Cumplen sobradamente el siempre inteligente y experimentado bajo Nicolas Cavallier, la mezzosoprano Deepa Johnny, el barítono Amin Ahangaran y el tenor Nick Spence. Pero quien de verdad se lleva el gato al agua es Ilona Lobel-Torres por su timbre cristalino, sus agudos segurísimos, y su musicalidad sin tacha.

La sala, llena hasta los topes -será sin duda mérito de compositores como Philip Glass o John Adams el volver a llenar las salas de ópera con obras contemporáneas-. Y grandes ovaciones al finalizar la obra.

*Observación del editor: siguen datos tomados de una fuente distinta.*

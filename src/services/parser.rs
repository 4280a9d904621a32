use std::collections::HashMap;
use std::io::Cursor;

use bytes::Bytes;
use calamine::{open_workbook_from_rs, Data, Reader, Xlsx};
use smallvec::SmallVec;

use super::text::{cell_to_string, is_empty_cell};
use crate::error::AppError;
use crate::models::{ColumnMetadata, DataType, SheetMetadata, SAMPLE_VALUES};

/// Rows scanned when guessing the header position.
const HEADER_SCAN_ROWS: usize = 5;
/// Data rows sampled per column for type inference. A bounded window
/// keeps parse cost flat on very large sheets; `non_empty_count` is an
/// estimate over this window, not a full-column count.
const TYPE_SAMPLE_ROWS: usize = 50;

/// Column values for one sheet, keyed by header text. Row alignment is
/// preserved: index i across all columns reconstructs data row i+1.
pub type SheetData = HashMap<String, Vec<Data>>;

/// Structural first pass over a workbook: header detection, per-column
/// type inference, then bulk extraction against the inferred metadata.
/// Both passes are pure over the input bytes; the async wrappers move
/// the CPU-bound scan off the request-serving runtime.
pub struct WorkbookParser;

impl WorkbookParser {
    pub async fn infer_metadata(&self, file_bytes: Bytes) -> Result<Vec<SheetMetadata>, AppError> {
        tokio::task::spawn_blocking(move || infer_metadata_sync(&file_bytes)).await?
    }

    pub async fn extract_data(
        &self,
        metadata: &[SheetMetadata],
        file_bytes: Bytes,
    ) -> Result<HashMap<String, SheetData>, AppError> {
        let metadata = metadata.to_vec();
        tokio::task::spawn_blocking(move || extract_data_sync(&metadata, &file_bytes)).await?
    }
}

/// Read sheet structure for every sheet holding data. Sheets with at
/// most one physical row (header only or empty) are dropped here and
/// never reach the analyzer or chunker. Workbook order is preserved.
pub fn infer_metadata_sync(file_bytes: &Bytes) -> Result<Vec<SheetMetadata>, AppError> {
    let cursor = Cursor::new(file_bytes.clone());
    let mut workbook: Xlsx<_> = open_workbook_from_rs(cursor).map_err(|e| {
        tracing::error!("Failed to open workbook: {}", e);
        AppError::InvalidFormat(format!("not a readable .xlsx workbook: {}", e))
    })?;

    let sheet_names = workbook.sheet_names().to_vec();
    tracing::info!("Workbook opened with {} sheets", sheet_names.len());

    let mut all_metadata = Vec::new();
    for sheet_name in &sheet_names {
        let range = workbook.worksheet_range(sheet_name).map_err(|e| {
            AppError::ParseFailure(format!("failed to read sheet '{}': {}", sheet_name, e))
        })?;
        // The used range is anchored at the first populated cell, so
        // leading blank rows and columns shift it. start() restores
        // absolute sheet coordinates.
        let (start_row, start_col) = range
            .start()
            .map_or((0, 0), |(r, c)| (r as usize, c as usize));
        let rows: Vec<&[Data]> = range.rows().collect();
        if rows.len() <= 1 {
            tracing::debug!("Skipping sheet '{}': no data rows", sheet_name);
            continue;
        }
        let meta = sheet_metadata(sheet_name, &rows, start_row, start_col);
        tracing::debug!(
            "Sheet '{}': header row {}, {} columns, {} data rows",
            sheet_name,
            meta.header_row,
            meta.columns.len(),
            meta.total_rows
        );
        all_metadata.push(meta);
    }
    Ok(all_metadata)
}

/// Second full pass: pull every column named in the metadata over the
/// complete row range below the header. Empty cells stay in place as
/// `Data::Empty` so rows can be reassembled by position.
pub fn extract_data_sync(
    metadata: &[SheetMetadata],
    file_bytes: &Bytes,
) -> Result<HashMap<String, SheetData>, AppError> {
    let cursor = Cursor::new(file_bytes.clone());
    let mut workbook: Xlsx<_> = open_workbook_from_rs(cursor).map_err(|e| {
        AppError::InvalidFormat(format!("not a readable .xlsx workbook: {}", e))
    })?;

    let mut data = HashMap::new();
    for meta in metadata {
        let range = workbook.worksheet_range(&meta.sheet_name).map_err(|e| {
            AppError::ParseFailure(format!(
                "failed to extract sheet '{}': {}",
                meta.sheet_name, e
            ))
        })?;
        let (start_row, start_col) = range
            .start()
            .map_or((0, 0), |(r, c)| (r as usize, c as usize));
        let rows: Vec<&[Data]> = range.rows().collect();

        let mut sheet_data: SheetData = HashMap::new();
        for col in &meta.columns {
            // header_row and index are absolute; rows are used-range
            // relative, so both lookups subtract the range start.
            let values: Vec<Data> = rows
                .iter()
                .skip(meta.header_row - start_row)
                .map(|row| {
                    row.get(col.index - 1 - start_col)
                        .cloned()
                        .unwrap_or(Data::Empty)
                })
                .collect();
            sheet_data.insert(col.name.clone(), values);
        }
        data.insert(meta.sheet_name.clone(), sheet_data);
    }
    Ok(data)
}

/// Reported positions are absolute sheet coordinates: `header_row` and
/// column `index` are 1-based physical row/column numbers, with
/// `start_row`/`start_col` giving the 0-based used-range origin.
fn sheet_metadata(
    sheet_name: &str,
    rows: &[&[Data]],
    start_row: usize,
    start_col: usize,
) -> SheetMetadata {
    let header_offset = detect_header_row(rows, start_row);
    let header = rows[header_offset - 1];
    let max_col = rows.iter().map(|r| r.len()).max().unwrap_or(0);

    let mut columns = Vec::new();
    for col_idx in 1..=max_col {
        let header_cell = header.get(col_idx - 1).unwrap_or(&Data::Empty);
        let name = cell_to_string(header_cell);
        if is_empty_cell(header_cell) || name.trim().is_empty() {
            // Blank header: the column is skipped, indices keep their gap.
            continue;
        }

        let (counts, samples) = sample_column(rows, header_offset, col_idx);
        columns.push(ColumnMetadata {
            name: name.trim().to_string(),
            index: start_col + col_idx,
            data_type: counts.dominant(),
            sample_values: samples,
            non_empty_count: counts.non_empty(),
        });
    }

    SheetMetadata {
        sheet_name: sheet_name.to_string(),
        header_row: start_row + header_offset,
        columns,
        total_rows: rows.len() - header_offset,
    }
}

/// First of the top HEADER_SCAN_ROWS physical rows where at least two
/// cells are populated and every populated cell is text. Falls back to
/// the first used row. Returns a 1-based offset into `rows`; the scan
/// window shrinks when the used range starts below row 1, since rows
/// above it are blank and cannot hold a header.
/// Known miss: a header row with a single cell, or one mixing a
/// numeric label, is skipped on purpose.
fn detect_header_row(rows: &[&[Data]], start_row: usize) -> usize {
    let window = HEADER_SCAN_ROWS.saturating_sub(start_row);
    for row_idx in 1..=rows.len().min(window) {
        let populated: Vec<&Data> = rows[row_idx - 1]
            .iter()
            .filter(|v| !is_empty_cell(v))
            .collect();
        if populated.len() >= 2 && populated.iter().all(|v| matches!(v, Data::String(_))) {
            return row_idx;
        }
    }
    1
}

fn sample_column(
    rows: &[&[Data]],
    header_offset: usize,
    col_idx: usize,
) -> (TypeCounts, SmallVec<[String; SAMPLE_VALUES]>) {
    let mut counts = TypeCounts::default();
    let mut samples = SmallVec::new();

    for row in rows.iter().skip(header_offset).take(TYPE_SAMPLE_ROWS) {
        let cell = row.get(col_idx - 1).unwrap_or(&Data::Empty);
        counts.classify(cell);
        if !is_empty_cell(cell) && samples.len() < SAMPLE_VALUES {
            samples.push(cell_to_string(cell));
        }
    }
    (counts, samples)
}

#[derive(Debug, Default)]
struct TypeCounts {
    string: usize,
    number: usize,
    date: usize,
    bool: usize,
    empty: usize,
}

impl TypeCounts {
    fn classify(&mut self, value: &Data) {
        match value {
            Data::Empty | Data::Error(_) => self.empty += 1,
            // Bool is checked ahead of the numeric arm so boolean cells
            // are never absorbed into the number bucket.
            Data::Bool(_) => self.bool += 1,
            Data::Int(_) | Data::Float(_) => self.number += 1,
            Data::DateTime(_) | Data::DateTimeIso(_) | Data::DurationIso(_) => self.date += 1,
            Data::String(_) => self.string += 1,
        }
    }

    fn non_empty(&self) -> usize {
        self.string + self.number + self.date + self.bool
    }

    /// Most frequent classification, ties broken in declaration order.
    /// An all-blank sample coerces to string so consumers always see a
    /// concrete primitive type.
    fn dominant(&self) -> DataType {
        let counts = [self.string, self.number, self.date, self.bool, self.empty];
        let mut best = 0;
        for (i, count) in counts.iter().enumerate() {
            if *count > counts[best] {
                best = i;
            }
        }
        match best {
            1 => DataType::Number,
            2 => DataType::Date,
            3 => DataType::Bool,
            // "string" wins ties outright and "empty" reports as string.
            _ => DataType::String,
        }
    }
}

Servidor de ustedes se aburrió ante tanto motivo blandito, ante tanta palabrería digna de sermón laico, ante tantos movimientos coregráficos vistos y revistos, ante tal despliegue de buenas intenciones ..., pero, insisto, «sobre gustos no hay nada escrito».  

Notas

1. Quedaría entonces el interrogante de si otras formas como la danza, incluso cuando no es sostenida por un argumento, o las procesiones, las misas o los desfiles, serían entonces también otras formas de teatro...

2. Los movimientos previstos por los coreógrafos, Bobbi Jene Smith y Or Schraiber, en efecto, son tan típicos de los años 80, que en ocasiones las danzas recuerdan a las parodias de danzas en centros sociales.